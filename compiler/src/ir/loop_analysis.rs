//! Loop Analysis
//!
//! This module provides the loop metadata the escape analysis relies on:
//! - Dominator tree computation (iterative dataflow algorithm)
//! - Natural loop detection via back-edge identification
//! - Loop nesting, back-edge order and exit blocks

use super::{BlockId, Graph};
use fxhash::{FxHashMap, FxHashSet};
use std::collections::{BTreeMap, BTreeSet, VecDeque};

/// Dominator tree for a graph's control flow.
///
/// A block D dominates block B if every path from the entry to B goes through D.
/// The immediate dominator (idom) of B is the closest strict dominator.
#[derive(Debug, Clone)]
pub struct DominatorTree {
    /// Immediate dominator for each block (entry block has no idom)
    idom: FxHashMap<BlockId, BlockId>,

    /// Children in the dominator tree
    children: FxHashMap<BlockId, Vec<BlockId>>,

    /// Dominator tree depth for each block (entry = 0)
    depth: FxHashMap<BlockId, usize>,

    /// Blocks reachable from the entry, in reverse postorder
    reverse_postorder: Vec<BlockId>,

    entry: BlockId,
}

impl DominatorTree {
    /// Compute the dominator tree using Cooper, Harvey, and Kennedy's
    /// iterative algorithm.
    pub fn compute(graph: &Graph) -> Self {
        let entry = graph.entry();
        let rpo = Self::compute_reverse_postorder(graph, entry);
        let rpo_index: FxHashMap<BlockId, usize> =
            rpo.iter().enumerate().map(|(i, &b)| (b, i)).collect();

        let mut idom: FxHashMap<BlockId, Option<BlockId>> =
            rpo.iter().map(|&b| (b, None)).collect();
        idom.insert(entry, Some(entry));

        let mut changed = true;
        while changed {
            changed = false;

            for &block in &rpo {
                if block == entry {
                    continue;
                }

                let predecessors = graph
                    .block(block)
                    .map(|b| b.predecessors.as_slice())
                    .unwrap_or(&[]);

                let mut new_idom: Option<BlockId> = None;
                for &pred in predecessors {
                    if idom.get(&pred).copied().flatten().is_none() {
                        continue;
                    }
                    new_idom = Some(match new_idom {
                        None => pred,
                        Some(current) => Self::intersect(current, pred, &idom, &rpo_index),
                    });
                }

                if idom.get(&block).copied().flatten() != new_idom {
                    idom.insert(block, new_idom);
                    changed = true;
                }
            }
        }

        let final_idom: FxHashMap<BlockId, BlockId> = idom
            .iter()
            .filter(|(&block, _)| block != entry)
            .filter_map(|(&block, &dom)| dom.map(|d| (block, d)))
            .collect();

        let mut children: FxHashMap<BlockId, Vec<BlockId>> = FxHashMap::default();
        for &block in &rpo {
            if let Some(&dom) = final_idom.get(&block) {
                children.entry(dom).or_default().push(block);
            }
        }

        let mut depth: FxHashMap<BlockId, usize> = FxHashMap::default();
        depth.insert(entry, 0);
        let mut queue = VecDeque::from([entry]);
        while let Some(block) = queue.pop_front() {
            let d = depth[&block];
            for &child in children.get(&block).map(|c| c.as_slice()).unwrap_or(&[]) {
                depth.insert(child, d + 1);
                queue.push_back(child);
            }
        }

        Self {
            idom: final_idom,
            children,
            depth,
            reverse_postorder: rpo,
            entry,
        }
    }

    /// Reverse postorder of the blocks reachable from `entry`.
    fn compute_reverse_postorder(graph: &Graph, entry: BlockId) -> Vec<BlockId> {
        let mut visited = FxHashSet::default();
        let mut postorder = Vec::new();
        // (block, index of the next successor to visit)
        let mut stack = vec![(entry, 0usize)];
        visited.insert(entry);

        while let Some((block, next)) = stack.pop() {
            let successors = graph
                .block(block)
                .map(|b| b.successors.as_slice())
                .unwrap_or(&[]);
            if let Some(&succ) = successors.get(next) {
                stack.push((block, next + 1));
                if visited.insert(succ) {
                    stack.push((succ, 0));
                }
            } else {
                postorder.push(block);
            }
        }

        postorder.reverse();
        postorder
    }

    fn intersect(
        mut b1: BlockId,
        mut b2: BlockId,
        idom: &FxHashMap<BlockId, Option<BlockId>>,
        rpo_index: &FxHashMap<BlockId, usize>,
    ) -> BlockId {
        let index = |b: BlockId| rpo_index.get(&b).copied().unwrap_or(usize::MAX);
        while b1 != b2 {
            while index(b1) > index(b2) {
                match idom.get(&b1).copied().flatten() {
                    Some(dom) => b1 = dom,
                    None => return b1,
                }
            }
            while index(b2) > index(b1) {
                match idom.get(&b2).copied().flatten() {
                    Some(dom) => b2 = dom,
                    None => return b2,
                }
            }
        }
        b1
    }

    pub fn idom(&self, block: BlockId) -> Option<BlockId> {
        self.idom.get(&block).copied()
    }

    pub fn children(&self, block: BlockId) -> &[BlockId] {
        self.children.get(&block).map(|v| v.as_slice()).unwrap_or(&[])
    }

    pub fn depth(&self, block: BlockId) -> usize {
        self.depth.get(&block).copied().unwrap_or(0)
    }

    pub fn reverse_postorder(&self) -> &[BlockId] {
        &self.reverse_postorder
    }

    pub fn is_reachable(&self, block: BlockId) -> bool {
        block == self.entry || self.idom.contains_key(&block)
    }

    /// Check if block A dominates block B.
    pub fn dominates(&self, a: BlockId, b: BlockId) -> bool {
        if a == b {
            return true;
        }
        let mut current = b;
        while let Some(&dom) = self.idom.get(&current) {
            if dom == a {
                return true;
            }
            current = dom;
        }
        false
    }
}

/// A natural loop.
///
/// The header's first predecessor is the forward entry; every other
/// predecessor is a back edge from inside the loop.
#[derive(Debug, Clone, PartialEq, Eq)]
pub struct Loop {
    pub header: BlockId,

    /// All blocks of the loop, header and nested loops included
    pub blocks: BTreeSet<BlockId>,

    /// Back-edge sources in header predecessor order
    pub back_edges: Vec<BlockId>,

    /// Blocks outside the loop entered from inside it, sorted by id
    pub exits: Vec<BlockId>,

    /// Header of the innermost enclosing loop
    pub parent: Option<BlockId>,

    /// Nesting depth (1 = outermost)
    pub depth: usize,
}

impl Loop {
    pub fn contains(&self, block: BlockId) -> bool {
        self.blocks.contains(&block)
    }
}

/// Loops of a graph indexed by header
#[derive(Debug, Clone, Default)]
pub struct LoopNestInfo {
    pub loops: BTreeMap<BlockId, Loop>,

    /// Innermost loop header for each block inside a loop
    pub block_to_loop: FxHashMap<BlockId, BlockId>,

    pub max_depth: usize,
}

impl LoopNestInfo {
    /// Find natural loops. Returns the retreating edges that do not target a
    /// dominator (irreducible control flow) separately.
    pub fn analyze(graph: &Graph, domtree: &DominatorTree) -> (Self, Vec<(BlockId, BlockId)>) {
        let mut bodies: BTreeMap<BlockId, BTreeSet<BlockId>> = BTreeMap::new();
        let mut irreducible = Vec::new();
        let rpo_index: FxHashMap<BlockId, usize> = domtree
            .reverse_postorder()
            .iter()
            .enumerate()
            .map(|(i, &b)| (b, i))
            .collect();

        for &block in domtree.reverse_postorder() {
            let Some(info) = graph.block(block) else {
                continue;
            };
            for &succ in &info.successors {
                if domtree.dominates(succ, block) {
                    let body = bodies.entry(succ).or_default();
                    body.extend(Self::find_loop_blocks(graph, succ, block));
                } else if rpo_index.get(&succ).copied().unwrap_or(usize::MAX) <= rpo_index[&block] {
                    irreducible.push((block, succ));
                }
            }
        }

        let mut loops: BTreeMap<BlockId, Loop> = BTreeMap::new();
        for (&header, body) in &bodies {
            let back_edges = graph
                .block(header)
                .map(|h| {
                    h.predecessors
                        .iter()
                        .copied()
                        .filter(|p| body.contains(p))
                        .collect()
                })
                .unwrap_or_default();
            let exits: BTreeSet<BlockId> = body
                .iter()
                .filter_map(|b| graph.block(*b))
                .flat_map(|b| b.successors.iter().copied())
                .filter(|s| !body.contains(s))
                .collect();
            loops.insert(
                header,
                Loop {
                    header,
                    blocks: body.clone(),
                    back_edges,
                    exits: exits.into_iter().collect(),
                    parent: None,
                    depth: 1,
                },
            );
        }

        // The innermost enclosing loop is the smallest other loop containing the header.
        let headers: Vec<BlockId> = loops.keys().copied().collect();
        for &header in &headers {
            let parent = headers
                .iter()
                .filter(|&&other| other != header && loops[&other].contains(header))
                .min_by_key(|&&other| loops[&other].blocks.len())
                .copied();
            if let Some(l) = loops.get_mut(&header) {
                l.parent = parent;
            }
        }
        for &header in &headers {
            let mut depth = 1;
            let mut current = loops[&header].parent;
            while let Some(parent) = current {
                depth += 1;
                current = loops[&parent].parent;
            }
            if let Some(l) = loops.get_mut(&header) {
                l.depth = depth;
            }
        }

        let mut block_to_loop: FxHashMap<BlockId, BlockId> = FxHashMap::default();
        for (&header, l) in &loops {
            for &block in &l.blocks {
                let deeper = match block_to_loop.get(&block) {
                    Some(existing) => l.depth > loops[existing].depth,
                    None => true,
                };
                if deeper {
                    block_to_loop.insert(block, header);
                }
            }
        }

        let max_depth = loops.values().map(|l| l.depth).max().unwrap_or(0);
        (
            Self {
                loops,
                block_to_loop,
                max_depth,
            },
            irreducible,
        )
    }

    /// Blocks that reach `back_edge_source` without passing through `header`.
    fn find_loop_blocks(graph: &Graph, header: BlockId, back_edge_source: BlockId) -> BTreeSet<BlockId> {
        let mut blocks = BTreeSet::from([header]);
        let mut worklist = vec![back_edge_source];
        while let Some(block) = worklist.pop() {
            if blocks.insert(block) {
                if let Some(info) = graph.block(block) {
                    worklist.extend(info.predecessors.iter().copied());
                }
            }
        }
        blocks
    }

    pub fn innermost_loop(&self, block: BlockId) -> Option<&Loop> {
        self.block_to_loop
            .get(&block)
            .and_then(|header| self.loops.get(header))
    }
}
· · · · · · ·
Exercise aim: Tell how many lines of the material above hold "successors", answering with a bare number.

Expected answer: 5